SOURCE MATERIAL below:

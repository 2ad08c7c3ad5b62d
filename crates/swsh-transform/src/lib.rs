#![forbid(unsafe_code)]

//! Spin-weighted spherical-harmonic transforms on equiangular grids.
//!
//! A spin-`s` field sampled at `θ_i = iπ/(Nθ−1)`, `φ_j = 2πj/Nφ` is extended
//! to a periodic function of colatitude, Fourier transformed in both angles,
//! and coupled to mode coefficients `a_{lm}` through Wigner `d(π/2)` values.
//! Both directions are exact for band limits the grid resolves.
//!
//! The free functions build a default [`SpinTransform`] per call. Reuse one
//! engine to share FFT plans and quadrature tables across calls.

pub mod angular;
pub mod assemble;
pub mod batch;
pub mod engine;
pub mod error;
pub mod extend;
pub mod grid;
pub mod index;
pub mod options;
pub mod quadrature;
pub mod wigner;

pub use angular::FrequencyMatrix;
pub use assemble::HarmonicAssembler;
pub use batch::{MapBatch, ModeBatch, SpinWeights};
pub use engine::SpinTransform;
pub use error::{SphtError, SphtResult};
pub use extend::{ExtendedMap, ExtensionConvention};
pub use grid::{EquiangularGrid, SphereMap};
pub use index::{index_lm, lm_index, mode_count, modes};
pub use options::{BelowSpinPolicy, TransformOptions};
pub use quadrature::{QuadratureCache, QuadratureWeights, quadrature_weights};
pub use swsh_fft::{BackendKind, CacheStats, Complex64, WorkerPolicy};
pub use swsh_runtime::{RuntimeMode, TransformEvidenceEntry, TransformOperation};

/// Mode coefficients of a spin-`s` map up to degree `lmax`.
pub fn map2salm(map: &SphereMap, spin: i32, lmax: usize) -> SphtResult<Vec<Complex64>> {
    SpinTransform::default().map2salm(map, spin, lmax)
}

/// Samples of the spin-`s` field with coefficients `alm` on an `(ntheta, nphi)` grid.
pub fn salm2map(
    alm: &[Complex64],
    spin: i32,
    lmax: usize,
    ntheta: usize,
    nphi: usize,
) -> SphtResult<SphereMap> {
    SpinTransform::default().salm2map(alm, spin, lmax, ntheta, nphi)
}

/// Periodic colatitude extension of `map` onto `2(Nθ−1)` rows.
pub fn extend_map(
    map: &SphereMap,
    spin: i32,
    convention: ExtensionConvention,
) -> SphtResult<ExtendedMap> {
    SpinTransform::new(TransformOptions::default().with_extension(convention))?
        .extend_map(map, spin)
}
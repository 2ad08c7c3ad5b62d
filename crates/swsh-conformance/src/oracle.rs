//! Reference values by direct summation.
//!
//! Nothing here shares code with the fast transform: Wigner `d` comes from
//! the explicit finite sum with log-factorial prefactors, and synthesis is a
//! plain double loop over modes and grid points. Cost is `O(L² · Nθ · Nφ · L)`,
//! so keep fixtures small.

use std::f64::consts::PI;

use num_complex::Complex64;
use swsh_transform::{EquiangularGrid, SphereMap, modes};

/// `ln n!` for `n ≤ max`.
#[derive(Debug, Clone)]
pub struct FactorialTable {
    ln: Vec<f64>,
}

impl FactorialTable {
    #[must_use]
    pub fn new(max: usize) -> Self {
        let mut ln = Vec::with_capacity(max + 1);
        let mut acc = 0.0f64;
        ln.push(acc);
        for n in 1..=max {
            acc += (n as f64).ln();
            ln.push(acc);
        }
        Self { ln }
    }

    fn at(&self, n: i64) -> f64 {
        self.ln[n as usize]
    }
}

/// `d^l_{m′m}(β)`, rotation about the y axis.
///
/// Callers guarantee `|m′|, |m| ≤ l` and a table covering `2l`.
#[must_use]
pub fn wigner_d(table: &FactorialTable, l: i64, mp: i64, m: i64, beta: f64) -> f64 {
    let (c, s) = ((beta / 2.0).cos(), (beta / 2.0).sin());
    let half = 0.5 * (table.at(l + mp) + table.at(l - mp) + table.at(l + m) + table.at(l - m));
    let mut sum = 0.0;
    for k in 0..=2 * l {
        let (a, b, d) = (l + m - k, mp - m + k, l - mp - k);
        if a < 0 || b < 0 || d < 0 {
            continue;
        }
        let magnitude = (half - table.at(a) - table.at(k) - table.at(b) - table.at(d)).exp();
        let sign = if b % 2 == 0 { 1.0 } else { -1.0 };
        sum += sign
            * magnitude
            * c.powi((2 * l + m - mp - 2 * k) as i32)
            * s.powi((mp - m + 2 * k) as i32);
    }
    sum
}

/// `sY_lm(θ, φ) = (−1)^s √((2l+1)/4π) d^l_{m,−s}(θ) e^{imφ}`.
#[must_use]
pub fn sylm(table: &FactorialTable, spin: i32, l: i32, m: i32, theta: f64, phi: f64) -> Complex64 {
    let sign = if spin % 2 == 0 { 1.0 } else { -1.0 };
    let norm = sign * (f64::from(2 * l + 1) / (4.0 * PI)).sqrt();
    let d = wigner_d(
        table,
        i64::from(l),
        i64::from(m),
        -i64::from(spin),
        theta,
    );
    Complex64::from_polar(norm * d, f64::from(m) * phi)
}

/// Field with coefficients `alm` evaluated at every grid point.
///
/// Modes below degree `|s|` are skipped.
#[must_use]
pub fn direct_synthesis(
    alm: &[Complex64],
    spin: i32,
    lmax: usize,
    grid: EquiangularGrid,
) -> SphereMap {
    let table = FactorialTable::new(2 * lmax + 1);
    let floor = spin.unsigned_abs() as i32;
    SphereMap::from_fn(grid, |theta, phi| {
        modes(lmax)
            .filter(|&(_, l, _)| l >= floor)
            .map(|(index, l, m)| alm[index] * sylm(&table, spin, l, m, theta, phi))
            .sum()
    })
}

/// Deterministic band-limited coefficients, zero below degree `|s|`.
#[must_use]
pub fn seeded_coefficients(spin: i32, lmax: usize, seed: u64) -> Vec<Complex64> {
    let floor = spin.unsigned_abs() as i32;
    let phase = (seed % 997) as f64 * 0.013 + 0.618;
    modes(lmax)
        .map(|(index, l, _)| {
            if l < floor {
                Complex64::new(0.0, 0.0)
            } else {
                let x = (index as f64 + 1.0) * phase;
                Complex64::new(x.sin(), (1.7 * x).cos())
            }
        })
        .collect()
}

#[cfg(test)]
mod tests {
    use std::f64::consts::{FRAC_1_SQRT_2, PI};

    use super::{FactorialTable, sylm, wigner_d};

    #[test]
    fn low_degree_closed_forms() {
        let table = FactorialTable::new(8);
        let beta: f64 = 0.73;
        assert!((wigner_d(&table, 0, 0, 0, beta) - 1.0).abs() < 1e-15);
        assert!((wigner_d(&table, 1, 0, 0, beta) - beta.cos()).abs() < 1e-15);
        assert!((wigner_d(&table, 1, 1, 0, beta) + beta.sin() * FRAC_1_SQRT_2).abs() < 1e-15);
        assert!((wigner_d(&table, 1, 1, 1, beta) - (1.0 + beta.cos()) / 2.0).abs() < 1e-15);
        let p2 = (3.0 * beta.cos().powi(2) - 1.0) / 2.0;
        assert!((wigner_d(&table, 2, 0, 0, beta) - p2).abs() < 1e-14);
    }

    #[test]
    fn scalar_monopole_is_constant() {
        let table = FactorialTable::new(2);
        let expected = 1.0 / (4.0 * PI).sqrt();
        for theta in [0.0, 0.4, PI] {
            let value = sylm(&table, 0, 0, 0, theta, 1.3);
            assert!((value.re - expected).abs() < 1e-15);
            assert!(value.im.abs() < 1e-15);
        }
    }

    #[test]
    fn rows_are_normalized() {
        let table = FactorialTable::new(20);
        for l in 0..=6i64 {
            for m in -l..=l {
                let norm: f64 = (-l..=l).map(|k| wigner_d(&table, l, k, m, 1.1).powi(2)).sum();
                assert!((norm - 1.0).abs() < 1e-12, "l={l} m={m}");
            }
        }
    }
}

End of SOURCE MATERIAL.

_GOAL OF THE EXERCISE_
In the data above, how many lines contain the string "phase"? Answer with the number only.

_SOLUTION_
2